Tim smiled, and said, “Can you remind me of your background story? I spent so much time trying to memorize my own, I was unable even to look at yours.”
“Not a problem,” said Julie. “In fact, it will do me good to practice again. Diana MacPhearson was the daughter of a Senator. She married Stephen MacPhearson, who was a wealthy entrepreneur here in DC. He had a hand in investing in a number of buildings around here, and had a knack for striking a deal just when it was most profitable to him. Washington’s nowhere as big as it will get, but it’s been growing. From 1840 to 1850, the population increased from about 34,000 to 51,000, and Diana’s-- or, well… let’s say my-- late husband had put a lot of investment into growing the city’s infrastructure and building the city up. Anyway, he died last year, at forty-- he was ten years older than me -- and left me his fortune. Now, I live in a nice house and have connections with many of the important men around town.”
“Lucky for us, then,” Billy registered.
“Right. But you don’t have enough information about these people to take advantage of those connections, do you?” Tim asked.

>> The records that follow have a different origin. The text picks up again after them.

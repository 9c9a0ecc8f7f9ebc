//! Tree locate/mutate primitives and sibling reordering.
//!
//! Every item-scoped command needs "find the node and get hold of the exact
//! collection it lives in": removal and reordering rewrite that specific
//! collection, not a copy. Instead of threading aliased mutable references
//! through a recursive callback, location happens in two phases: an immutable
//! pre-order [`find_path`], then a mutable descent along that path. The
//! result is the owning collection plus the node's index within it.

use serde::{Deserialize, Serialize};

use crate::error::CommandError;
use crate::identity::ItemId;
use crate::item::Item;

/// A located node: the ordered collection that directly contains it, and its
/// current index there.
#[derive(Debug)]
pub struct Located<'a> {
    pub siblings: &'a mut Vec<Item>,
    pub index: usize,
}

impl<'a> Located<'a> {
    pub fn item(&mut self) -> &mut Item {
        &mut self.siblings[self.index]
    }
}

/// Pre-order search for the node with the given id.
pub fn find<'a>(items: &'a [Item], uuid: ItemId) -> Option<&'a Item> {
    for item in items {
        if item.uuid == uuid {
            return Some(item);
        }
        if let Some(found) = find(item.children(), uuid) {
            return Some(found);
        }
    }
    None
}

/// Pre-order search returning the index path from the root collection to the
/// node: all elements but the last select a parent, the last is the node's
/// index in its owning collection.
pub fn find_path(items: &[Item], uuid: ItemId) -> Option<Vec<usize>> {
    for (index, item) in items.iter().enumerate() {
        if item.uuid == uuid {
            return Some(vec![index]);
        }
        if let Some(mut path) = find_path(item.children(), uuid) {
            path.insert(0, index);
            return Some(path);
        }
    }
    None
}

/// Locates the node and hands back its owning collection by mutable view.
///
/// Returns None when no node matches; ids are unique per tree, so the first
/// pre-order match is the only one.
pub fn locate_mut(items: &mut Vec<Item>, uuid: ItemId) -> Option<Located<'_>> {
    let path = find_path(items, uuid)?;
    let (&index, parents) = path.split_last()?;
    let mut siblings = items;
    for &parent in parents {
        siblings = siblings.get_mut(parent)?.items.as_mut()?;
    }
    Some(Located { siblings, index })
}

/// Which neighbor a node swaps with.
#[derive(Debug, Copy, Clone, PartialEq, Eq, Serialize, Deserialize)]
#[serde(rename_all = "lowercase")]
pub enum ShiftDirection {
    Up,
    Down,
}

impl ShiftDirection {
    pub fn parse(raw: &str) -> Result<Self, CommandError> {
        match raw {
            "up" => Ok(ShiftDirection::Up),
            "down" => Ok(ShiftDirection::Down),
            other => Err(CommandError::DirectionInvalid(other.to_owned())),
        }
    }

    pub fn as_str(self) -> &'static str {
        match self {
            ShiftDirection::Up => "up",
            ShiftDirection::Down => "down",
        }
    }
}

/// Swaps the node at `index` with its predecessor (`Up`) or successor
/// (`Down`). Attempts past either end of the collection are silent no-ops;
/// both swapped nodes keep their identity, data, and children untouched.
pub fn shift(siblings: &mut [Item], index: usize, direction: ShiftDirection) {
    match direction {
        ShiftDirection::Up => {
            if index > 0 && index < siblings.len() {
                siblings.swap(index, index - 1);
            }
        }
        ShiftDirection::Down => {
            if index + 1 < siblings.len() {
                siblings.swap(index, index + 1);
            }
        }
    }
}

“Well… not yet. But I did manage to find Diana’s diary. If I have any luck at all, I ought to be able to glean something from there,” explained Julie.
“Well, that is convenient. And a bit creepy,” decided Tim.
Julie shrugged. “I am wearing her face, I might as well know what she thinks.”
“So, you know what you can do tomorrow to help out the cause,” Billy said. “Would you mind also checking in with Rose somehow? I assume you are at least on speaking terms with Justice Curtis? At worst, you can ask how his daughter is doing, just to make sure nothing strange happened to her. At best, maybe you can see her in person for a little bit and let her know what we’ve talked about tonight.”